2.8. PERLAKUAN PANAS

  Perlakuan panas adalah proses pemanasan dan pendinginan pada logam yang dikontrol untuk merekayasa sifat mekanik dan sifat fisiknya tanpa perlu merubah bentuk produknya. Proses manufaktur seperti pengelasan atau proses pembentukan dimana terjadi proses pemanasan dan pendinginan juga mengacu pada proses perlakuan panas. Menurut Love (1986), prinsip pengerjaan panas (heat treatment) yang berhubungan dengan perlakuan pada logam yaitu: a.

  Hardening (pengerasan) Proses hardening atau pengerasan baja adalah suatu proses pemanasan logam dengan cara dipanaskan kemudian didinginkan secara cepat. Tujuannya adalah untuk mendapatkan struktur martensit, semakin banyak unsur karbon, maka struktur martensit yang terbentuk juga akan semakin banyak. Karena martensit terbentuk dari fase austenit yang didinginkan secara cepat.

  Proses hardening atau pengerasan baja adalah suatu proses pemanasan logam sehingga mencapai batas austenit yang homogen. Untuk mendapatkan kehomogenan ini maka austenit perlu waktu pemanasan yang cukup. Selanjutnya secara cepat baja tersebut dicelupkan ke dalam media pendingin, tergantung pada kecepatan pendingin yang kita inginkan untuk mencapai kekerasan logam b.

  Full Annealing (pelunakan) Proses full anneling atau melunakkan logam merupakan proses pemanasan logam, kemudian didinginkan secara perlahan-lahan untuk membentuk suatu struktur perlit dengan menggunakan media pendingin udara atau pendinginan dalam furnace. Proses anneling bertujuan untuk mengurangi tegangan sisa, meningkatkan ketermesinan dan menghaluskan bentuk butiran logam.

  c.

  Normalising

  Normalising adalah suatu proses pemanasan logam di atas suhu kritis atas kemudian didinginkan secara perlahan-lahan dan dibiarkan dingin di udara terbuka.

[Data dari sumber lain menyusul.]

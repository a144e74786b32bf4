use std::collections::BTreeMap;
use std::sync::RwLock;

use crate::error::StorageError;
use crate::traits::{BatchOp, KvPairs, KvStore};

/// In-memory key-value store backed by a BTreeMap.
/// Uses BTreeMap so that prefix_scan can leverage ordered iteration.
#[derive(Default)]
pub struct MemoryStore {
    data: RwLock<BTreeMap<Vec<u8>, Vec<u8>>>,
}

impl MemoryStore {
    pub fn new() -> Self {
        Self::default()
    }

    /// Number of stored keys.
    pub fn len(&self) -> usize {
        self.data.read().map(|d| d.len()).unwrap_or(0)
    }

    pub fn is_empty(&self) -> bool {
        self.len() == 0
    }
}

fn read_err(e: impl ToString) -> StorageError {
    StorageError::ReadError {
        reason: e.to_string(),
    }
}

fn write_err(e: impl ToString) -> StorageError {
    StorageError::WriteError {
        reason: e.to_string(),
    }
}

impl KvStore for MemoryStore {
    fn get(&self, key: &[u8]) -> Result<Option<Vec<u8>>, StorageError> {
        let data = self.data.read().map_err(read_err)?;
        Ok(data.get(key).cloned())
    }

    fn put(&self, key: &[u8], value: &[u8]) -> Result<(), StorageError> {
        let mut data = self.data.write().map_err(write_err)?;
        data.insert(key.to_vec(), value.to_vec());
        Ok(())
    }

    fn delete(&self, key: &[u8]) -> Result<(), StorageError> {
        let mut data = self.data.write().map_err(write_err)?;
        data.remove(key);
        Ok(())
    }

    fn exists(&self, key: &[u8]) -> Result<bool, StorageError> {
        let data = self.data.read().map_err(read_err)?;
        Ok(data.contains_key(key))
    }

    fn prefix_scan(&self, prefix: &[u8]) -> Result<KvPairs, StorageError> {
        let data = self.data.read().map_err(read_err)?;
        Ok(data
            .range(prefix.to_vec()..)
            .take_while(|(k, _)| k.starts_with(prefix))
            .map(|(k, v)| (k.clone(), v.clone()))
            .collect())
    }

    fn write_batch(&self, ops: Vec<BatchOp>) -> Result<(), StorageError> {
        let mut data = self.data.write().map_err(|e| StorageError::BatchError {
            reason: e.to_string(),
        })?;
        for op in ops {
            match op {
                BatchOp::Put { key, value } => {
                    data.insert(key, value);
                }
                BatchOp::Delete { key } => {
                    data.remove(&key);
                }
            }
        }
        Ok(())
    }
}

  Prinsip dari proses normalising adalah untuk melunakkan logam. Namun pada baja karbon tinggi atau baja paduan tertentu dengan proses ini belum tentu memperoleh baja yang lunak. Mungkin berupa pengerasan dan ini tergantung dari kadar karbon. d.

  Tempering Proses tempering adalah pemanasan logam sampai temperatur di bawah temperature kritis bawah, kemudian didiamkan dalam tungku dan suhunya dipertahankan sampai merata selama 15 menit. Selanjutnya diikuti dengan pendinginan di udara. Jika kekerasan turun, maka kekuatan tarik turun pula. Dalam hal ini keuletan dan ketangguhan logam akan meningkat. Meskipun proses ini akan menghasilkan logam yang lebih lemah. Proses ini berbeda dengan anneling karena dengan proses ini belum tentu memperoleh baja yang lunak, mungkin berupa pengerasan dan ini tergantung oleh kadar karbon.

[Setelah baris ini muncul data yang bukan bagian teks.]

use serde::{Deserialize, Serialize};

use cairn_anchor::chain::genesis_block;
use cairn_crypto::keys::Keypair;
use cairn_types::chain::LocalBlock;
use cairn_types::primitives::*;

use crate::error::NodeError;

/// Genesis timestamp of the devnet.
pub const DEVNET_GENESIS_TIMESTAMP: Timestamp = 1_700_000_000;

/// Number of validators in the devnet.
pub const DEVNET_VALIDATORS: usize = 8;

/// Genesis section of the node configuration.
#[derive(Debug, Clone, Default, PartialEq, Eq, Serialize, Deserialize)]
pub struct GenesisConfig {
    /// Genesis block timestamp (seconds).
    pub timestamp: Timestamp,
    /// Hex-encoded Ed25519 public keys registered at height 0.
    pub validators: Vec<String>,
}

/// Deterministic seed of devnet validator `index`.
pub fn devnet_seed(index: usize) -> [u8; 32] {
    cairn_crypto::hash::blake3_kdf("cairn devnet validator seed v1", &(index as u64).to_le_bytes())
}

/// Hex seeds of all devnet validators.
pub fn devnet_seeds() -> Vec<String> {
    (0..DEVNET_VALIDATORS)
        .map(|i| hex::encode(devnet_seed(i)))
        .collect()
}

/// The devnet genesis: every devnet validator registered at height 0.
pub fn devnet_genesis() -> GenesisConfig {
    GenesisConfig {
        timestamp: DEVNET_GENESIS_TIMESTAMP,
        validators: (0..DEVNET_VALIDATORS)
            .map(|i| hex::encode(Keypair::from_seed(&devnet_seed(i)).public_key()))
            .collect(),
    }
}

/// Parse a hex-encoded 32-byte value.
pub fn parse_hex32(s: &str, what: &str) -> Result<[u8; 32], NodeError> {
    let bytes = hex::decode(s.trim_start_matches("0x")).map_err(|e| NodeError::ConfigError {
        reason: format!("invalid {} hex: {}", what, e),
    })?;
    bytes.try_into().map_err(|b: Vec<u8>| NodeError::ConfigError {
        reason: format!("{} must be 32 bytes, got {}", what, b.len()),
    })
}

/// Build the genesis block described by `config`.
pub fn build_genesis(config: &GenesisConfig) -> Result<LocalBlock, NodeError> {
    if config.validators.is_empty() {
        return Err(NodeError::GenesisError {
            reason: "genesis must register at least one validator".to_string(),
        });
    }
    let validators = config
        .validators
        .iter()
        .map(|v| parse_hex32(v, "validator public key"))
        .collect::<Result<Vec<PublicKey>, NodeError>>()
        .map_err(|e| NodeError::GenesisError {
            reason: e.to_string(),
        })?;
    Ok(genesis_block(config.timestamp, &validators)?)
}

/// Write the genesis block of the config at `config_path` as JSON to `output`.
pub fn generate_genesis(config_path: &str, output: &str) -> Result<(), NodeError> {
    let config = crate::config::NodeConfig::load(config_path)?;
    let block = build_genesis(&config.genesis)?;
    let json = serde_json::to_string_pretty(&block).map_err(|e| NodeError::GenesisError {
        reason: format!("failed to serialize genesis block: {}", e),
    })?;
    std::fs::write(output, json)?;
    tracing::info!(hash = %hex::encode(block.hash), output, "genesis block written");
    Ok(())
}
use borsh::{BorshDeserialize, BorshSerialize};
use serde::{Deserialize, Serialize};

use crate::anchor::RewardTransaction;
use crate::primitives::*;

/// A change to the validator registry carried by a local block.
#[derive(Debug, Clone, PartialEq, Eq, BorshSerialize, BorshDeserialize, Serialize, Deserialize)]
pub enum ValidatorUpdate {
    /// A validator becomes active from the block's height onward.
    Register { pubkey: PublicKey },
    /// A validator stops being active from the block's height onward.
    Resign { pubkey: PublicKey },
}

/// A validator registry entry.
#[derive(Debug, Clone, PartialEq, Eq, BorshSerialize, BorshDeserialize, Serialize, Deserialize)]
pub struct Validator {
    pub pubkey: PublicKey,
    pub address: Address,
    pub registered_at: u64,
    pub resigned_at: Option<u64>,
}

impl Validator {
    /// Whether the validator is active as of `height`.
    pub fn is_active_at(&self, height: u64) -> bool {
        self.registered_at <= height && self.resigned_at.map_or(true, |r| r > height)
    }
}

/// The parts of a local block this subsystem consumes.
#[derive(Debug, Clone, PartialEq, Eq, BorshSerialize, BorshDeserialize, Serialize, Deserialize)]
pub struct LocalBlock {
    pub height: u64,
    /// Hash of this block, computed over every other field.
    pub hash: Hash,
    pub prev_hash: Hash,
    pub timestamp: Timestamp,
    pub validator_updates: Vec<ValidatorUpdate>,
    /// Anchor reward paid by this block, if any.
    pub anchor_reward: Option<RewardTransaction>,
}

/// A connected block together with the data needed to disconnect it.
#[derive(Debug, Clone, PartialEq, Eq, BorshSerialize, BorshDeserialize, Serialize, Deserialize)]
pub struct BlockRecord {
    pub block: LocalBlock,
    /// Community pool balance after this block was connected.
    pub pool_after: Amount,
}

impl BlockRecord {
    pub fn height(&self) -> u64 {
        self.block.height
    }

    pub fn hash(&self) -> Hash {
        self.block.hash
    }

    pub fn timestamp(&self) -> Timestamp {
        self.block.timestamp
    }
}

  Menurut Haqi (2006), hardening dilakukan untuk memperoleh sifat tahan aus yang tinggi dan kekuatan yang lebih baik. Kekerasan yang dapat dicapai tergantung pada kadar karbon dalam baja dan kekerasan yang terjadi akan tergantung pada temperatur pemanasan (temperatur autenitising), holding time dan laju pendinginan yang dilakukan serta seberapa tebal bagian penampang yang menjadi keras banyak tergantung pada hardenabiliti.

  Langkah-langkah proses hardening adalah sebagai berikut :

a) Pemanasan (Heating)

  Misalnya pemanasan sampai suhu 850

  C, tujuanya adalah untuk mendapatkan struktur Austenite. Dapat kita lihat diagram Fe-Fe3C disamping ini :

  b) Penahanan Suhu (Holding)

Holding time dilakukan untuk mendapatkan kekerasan maksimum dari suatu bahan

  pada proses hardening dengan menahan pada temperatur pengerasan untuk memperoleh pemanasan yang homogen sehingga struktur austenitnya homogen atau terjadi kelarutan karbida ke dalam austenit dan diffusi karbon dan unsur paduannya. Pedoman untuk menentukan holding time dari berbagai jenis baja: a.

  Baja Konstruksi dari Baja Karbon dan Baja Paduan Rendah Yang mengandung karbida yang mudah larut, diperlukan holding time yang singkat, 5 - 15 menit setelah mencapai temperatur pemanasannya dianggap sudah memadai.

  b.

  Baja Konstruksi dari Baja Paduan Menengah Dianjurkan menggunakan holding time 15 -25 menit, tidak tergantung ukuran benda kerja (Haqi, 2006).

  c) Pendinginan Untuk proses hardening kita melakukan pendinginan secara cepat (quenching).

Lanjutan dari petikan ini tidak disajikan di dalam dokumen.